Dataset entries
--- START ---

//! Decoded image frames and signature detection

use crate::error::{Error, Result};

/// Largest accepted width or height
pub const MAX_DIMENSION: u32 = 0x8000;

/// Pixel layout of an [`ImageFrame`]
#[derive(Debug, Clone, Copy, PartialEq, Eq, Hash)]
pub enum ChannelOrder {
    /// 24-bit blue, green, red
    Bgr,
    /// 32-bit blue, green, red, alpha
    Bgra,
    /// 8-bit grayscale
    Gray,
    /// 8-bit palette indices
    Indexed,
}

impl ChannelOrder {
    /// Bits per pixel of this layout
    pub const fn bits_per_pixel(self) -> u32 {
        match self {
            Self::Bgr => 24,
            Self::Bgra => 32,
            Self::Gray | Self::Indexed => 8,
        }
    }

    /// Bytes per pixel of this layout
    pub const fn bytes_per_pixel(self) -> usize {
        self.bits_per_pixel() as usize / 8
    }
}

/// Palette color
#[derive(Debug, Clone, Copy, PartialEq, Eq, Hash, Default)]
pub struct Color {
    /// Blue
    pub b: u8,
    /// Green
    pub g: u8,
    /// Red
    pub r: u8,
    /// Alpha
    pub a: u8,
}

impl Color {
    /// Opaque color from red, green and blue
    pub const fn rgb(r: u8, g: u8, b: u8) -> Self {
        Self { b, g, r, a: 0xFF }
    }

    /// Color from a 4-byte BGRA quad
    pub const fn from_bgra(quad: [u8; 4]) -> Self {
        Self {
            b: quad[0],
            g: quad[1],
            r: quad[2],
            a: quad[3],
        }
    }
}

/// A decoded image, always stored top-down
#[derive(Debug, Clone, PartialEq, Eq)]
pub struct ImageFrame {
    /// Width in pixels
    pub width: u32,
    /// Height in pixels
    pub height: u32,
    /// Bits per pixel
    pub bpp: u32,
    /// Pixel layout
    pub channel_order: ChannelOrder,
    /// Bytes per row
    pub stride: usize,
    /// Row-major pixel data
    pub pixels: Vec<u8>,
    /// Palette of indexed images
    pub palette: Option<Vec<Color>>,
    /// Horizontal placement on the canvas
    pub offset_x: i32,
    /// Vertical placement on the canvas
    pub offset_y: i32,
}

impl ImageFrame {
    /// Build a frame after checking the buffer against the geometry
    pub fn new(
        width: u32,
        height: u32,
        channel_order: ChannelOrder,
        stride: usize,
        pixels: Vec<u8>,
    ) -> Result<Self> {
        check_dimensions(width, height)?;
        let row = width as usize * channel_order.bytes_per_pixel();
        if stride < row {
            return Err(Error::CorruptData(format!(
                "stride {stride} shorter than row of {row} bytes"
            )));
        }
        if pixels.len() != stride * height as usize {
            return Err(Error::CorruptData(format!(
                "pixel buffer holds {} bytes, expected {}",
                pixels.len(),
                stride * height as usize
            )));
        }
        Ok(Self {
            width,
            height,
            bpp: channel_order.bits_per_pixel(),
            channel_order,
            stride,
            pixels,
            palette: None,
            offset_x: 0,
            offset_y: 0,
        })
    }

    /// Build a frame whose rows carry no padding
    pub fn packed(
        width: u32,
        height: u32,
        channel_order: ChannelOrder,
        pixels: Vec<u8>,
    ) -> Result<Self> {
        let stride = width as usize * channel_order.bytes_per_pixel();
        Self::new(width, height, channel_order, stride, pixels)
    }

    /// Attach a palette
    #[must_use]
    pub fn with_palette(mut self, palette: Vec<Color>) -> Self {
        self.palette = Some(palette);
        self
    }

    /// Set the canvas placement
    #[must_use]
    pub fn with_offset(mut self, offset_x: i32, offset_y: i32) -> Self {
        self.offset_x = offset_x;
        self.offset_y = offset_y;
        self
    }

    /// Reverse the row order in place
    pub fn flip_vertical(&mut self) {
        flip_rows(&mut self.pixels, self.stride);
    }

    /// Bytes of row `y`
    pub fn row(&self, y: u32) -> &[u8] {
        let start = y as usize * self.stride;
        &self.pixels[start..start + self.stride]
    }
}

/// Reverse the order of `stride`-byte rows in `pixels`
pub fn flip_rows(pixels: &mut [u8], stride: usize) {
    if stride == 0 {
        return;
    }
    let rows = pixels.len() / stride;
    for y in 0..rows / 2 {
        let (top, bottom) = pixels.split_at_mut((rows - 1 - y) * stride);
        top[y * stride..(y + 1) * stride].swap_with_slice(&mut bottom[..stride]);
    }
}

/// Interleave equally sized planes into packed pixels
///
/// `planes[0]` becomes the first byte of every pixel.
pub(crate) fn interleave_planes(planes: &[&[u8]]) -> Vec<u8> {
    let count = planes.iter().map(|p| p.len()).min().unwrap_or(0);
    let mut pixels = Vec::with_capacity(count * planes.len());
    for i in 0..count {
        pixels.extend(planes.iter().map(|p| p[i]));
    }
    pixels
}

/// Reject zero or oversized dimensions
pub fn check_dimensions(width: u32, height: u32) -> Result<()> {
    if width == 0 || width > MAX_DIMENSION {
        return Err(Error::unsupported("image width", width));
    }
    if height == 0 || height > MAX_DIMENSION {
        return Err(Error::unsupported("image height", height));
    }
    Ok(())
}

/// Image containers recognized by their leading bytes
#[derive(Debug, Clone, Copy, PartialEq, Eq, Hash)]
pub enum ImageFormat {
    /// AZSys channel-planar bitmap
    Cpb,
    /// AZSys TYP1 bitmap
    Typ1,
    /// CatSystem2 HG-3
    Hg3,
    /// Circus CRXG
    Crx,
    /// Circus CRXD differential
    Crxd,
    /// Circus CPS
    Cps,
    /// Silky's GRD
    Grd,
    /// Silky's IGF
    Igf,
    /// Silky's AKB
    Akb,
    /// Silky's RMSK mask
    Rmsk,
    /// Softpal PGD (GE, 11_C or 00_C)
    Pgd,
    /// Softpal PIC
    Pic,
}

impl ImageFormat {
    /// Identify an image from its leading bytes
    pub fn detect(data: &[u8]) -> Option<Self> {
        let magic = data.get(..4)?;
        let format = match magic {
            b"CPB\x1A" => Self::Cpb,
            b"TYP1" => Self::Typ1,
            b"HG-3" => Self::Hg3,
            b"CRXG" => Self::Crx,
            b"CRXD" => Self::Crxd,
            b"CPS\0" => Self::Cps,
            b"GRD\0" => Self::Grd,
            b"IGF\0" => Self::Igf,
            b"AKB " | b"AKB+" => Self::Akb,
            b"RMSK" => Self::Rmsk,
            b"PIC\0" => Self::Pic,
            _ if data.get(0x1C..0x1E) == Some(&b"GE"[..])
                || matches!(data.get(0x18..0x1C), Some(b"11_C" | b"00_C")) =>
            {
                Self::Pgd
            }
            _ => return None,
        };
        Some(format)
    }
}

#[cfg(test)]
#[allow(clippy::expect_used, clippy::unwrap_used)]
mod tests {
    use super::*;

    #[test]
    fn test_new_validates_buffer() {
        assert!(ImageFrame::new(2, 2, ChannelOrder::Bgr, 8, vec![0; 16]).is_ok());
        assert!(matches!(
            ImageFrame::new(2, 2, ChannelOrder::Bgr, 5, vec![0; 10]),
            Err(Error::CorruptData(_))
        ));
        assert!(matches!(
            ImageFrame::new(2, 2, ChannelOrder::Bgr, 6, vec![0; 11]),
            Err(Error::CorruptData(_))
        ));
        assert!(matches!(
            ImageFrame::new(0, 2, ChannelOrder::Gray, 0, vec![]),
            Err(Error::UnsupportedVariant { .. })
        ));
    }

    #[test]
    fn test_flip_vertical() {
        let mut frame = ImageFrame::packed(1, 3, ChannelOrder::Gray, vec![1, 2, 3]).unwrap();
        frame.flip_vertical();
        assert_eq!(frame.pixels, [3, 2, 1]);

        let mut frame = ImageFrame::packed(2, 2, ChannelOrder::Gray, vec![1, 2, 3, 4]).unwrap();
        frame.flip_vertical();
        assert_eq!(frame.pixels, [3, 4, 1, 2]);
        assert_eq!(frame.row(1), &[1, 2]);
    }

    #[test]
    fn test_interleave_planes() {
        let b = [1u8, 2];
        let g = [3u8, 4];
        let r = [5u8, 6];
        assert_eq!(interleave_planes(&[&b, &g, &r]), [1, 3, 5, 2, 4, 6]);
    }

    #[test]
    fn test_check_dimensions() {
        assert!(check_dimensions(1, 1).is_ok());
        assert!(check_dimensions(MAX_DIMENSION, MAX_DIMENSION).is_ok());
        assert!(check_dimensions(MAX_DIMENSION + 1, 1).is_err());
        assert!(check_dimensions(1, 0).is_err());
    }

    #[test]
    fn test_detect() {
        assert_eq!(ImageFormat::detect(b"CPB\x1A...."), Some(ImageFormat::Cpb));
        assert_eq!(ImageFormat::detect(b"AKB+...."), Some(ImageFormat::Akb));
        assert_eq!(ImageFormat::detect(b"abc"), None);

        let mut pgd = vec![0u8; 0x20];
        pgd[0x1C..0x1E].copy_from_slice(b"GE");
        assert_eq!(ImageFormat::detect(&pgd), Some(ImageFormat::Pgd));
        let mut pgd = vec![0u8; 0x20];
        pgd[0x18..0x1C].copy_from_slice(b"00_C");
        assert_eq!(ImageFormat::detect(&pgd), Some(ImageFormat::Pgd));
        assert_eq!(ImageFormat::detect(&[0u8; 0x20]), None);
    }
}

--- END ---
--- START ---

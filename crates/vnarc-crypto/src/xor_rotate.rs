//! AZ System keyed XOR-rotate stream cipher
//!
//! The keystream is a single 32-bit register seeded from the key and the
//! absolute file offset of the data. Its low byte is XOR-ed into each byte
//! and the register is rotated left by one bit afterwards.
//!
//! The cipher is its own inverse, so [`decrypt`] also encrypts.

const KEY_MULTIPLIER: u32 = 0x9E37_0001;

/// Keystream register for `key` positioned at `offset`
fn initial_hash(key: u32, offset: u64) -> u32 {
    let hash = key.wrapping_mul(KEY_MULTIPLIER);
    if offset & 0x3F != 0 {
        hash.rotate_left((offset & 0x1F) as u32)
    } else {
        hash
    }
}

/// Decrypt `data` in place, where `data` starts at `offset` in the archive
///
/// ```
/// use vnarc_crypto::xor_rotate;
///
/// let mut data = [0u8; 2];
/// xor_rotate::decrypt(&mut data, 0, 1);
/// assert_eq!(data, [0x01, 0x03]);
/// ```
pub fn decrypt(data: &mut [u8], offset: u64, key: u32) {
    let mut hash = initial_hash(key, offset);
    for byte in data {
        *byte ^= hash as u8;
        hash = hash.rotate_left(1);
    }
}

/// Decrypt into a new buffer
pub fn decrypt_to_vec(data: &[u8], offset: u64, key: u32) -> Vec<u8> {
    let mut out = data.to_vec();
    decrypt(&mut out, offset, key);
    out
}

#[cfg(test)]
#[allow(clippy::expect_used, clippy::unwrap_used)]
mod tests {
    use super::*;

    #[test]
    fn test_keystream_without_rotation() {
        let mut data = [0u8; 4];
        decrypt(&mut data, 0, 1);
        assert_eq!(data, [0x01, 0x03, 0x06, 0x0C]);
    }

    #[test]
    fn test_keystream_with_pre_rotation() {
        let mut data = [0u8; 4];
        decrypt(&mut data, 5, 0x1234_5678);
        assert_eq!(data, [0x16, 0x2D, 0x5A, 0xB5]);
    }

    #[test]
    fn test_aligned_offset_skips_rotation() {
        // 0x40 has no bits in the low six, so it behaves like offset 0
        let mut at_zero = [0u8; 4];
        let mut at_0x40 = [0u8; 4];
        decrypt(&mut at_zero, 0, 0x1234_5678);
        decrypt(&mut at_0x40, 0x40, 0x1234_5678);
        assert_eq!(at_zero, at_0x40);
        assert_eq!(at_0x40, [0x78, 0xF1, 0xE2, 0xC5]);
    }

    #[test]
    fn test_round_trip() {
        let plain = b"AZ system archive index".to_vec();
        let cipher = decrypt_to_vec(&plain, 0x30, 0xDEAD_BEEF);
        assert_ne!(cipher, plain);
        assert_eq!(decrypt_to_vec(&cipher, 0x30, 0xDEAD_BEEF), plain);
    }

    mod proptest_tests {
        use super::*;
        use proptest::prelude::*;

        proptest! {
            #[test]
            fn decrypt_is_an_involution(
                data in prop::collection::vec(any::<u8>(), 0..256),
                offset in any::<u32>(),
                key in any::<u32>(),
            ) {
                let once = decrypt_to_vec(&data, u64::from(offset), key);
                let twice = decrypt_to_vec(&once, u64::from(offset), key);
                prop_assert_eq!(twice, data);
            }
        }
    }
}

--- END ---

### Task item
Every line of the data that includes the word "once" should be copied.

### Solution for this exercise
                let once = decrypt_to_vec(&data, u64::from(offset), key);
                let twice = decrypt_to_vec(&once, u64::from(offset), key);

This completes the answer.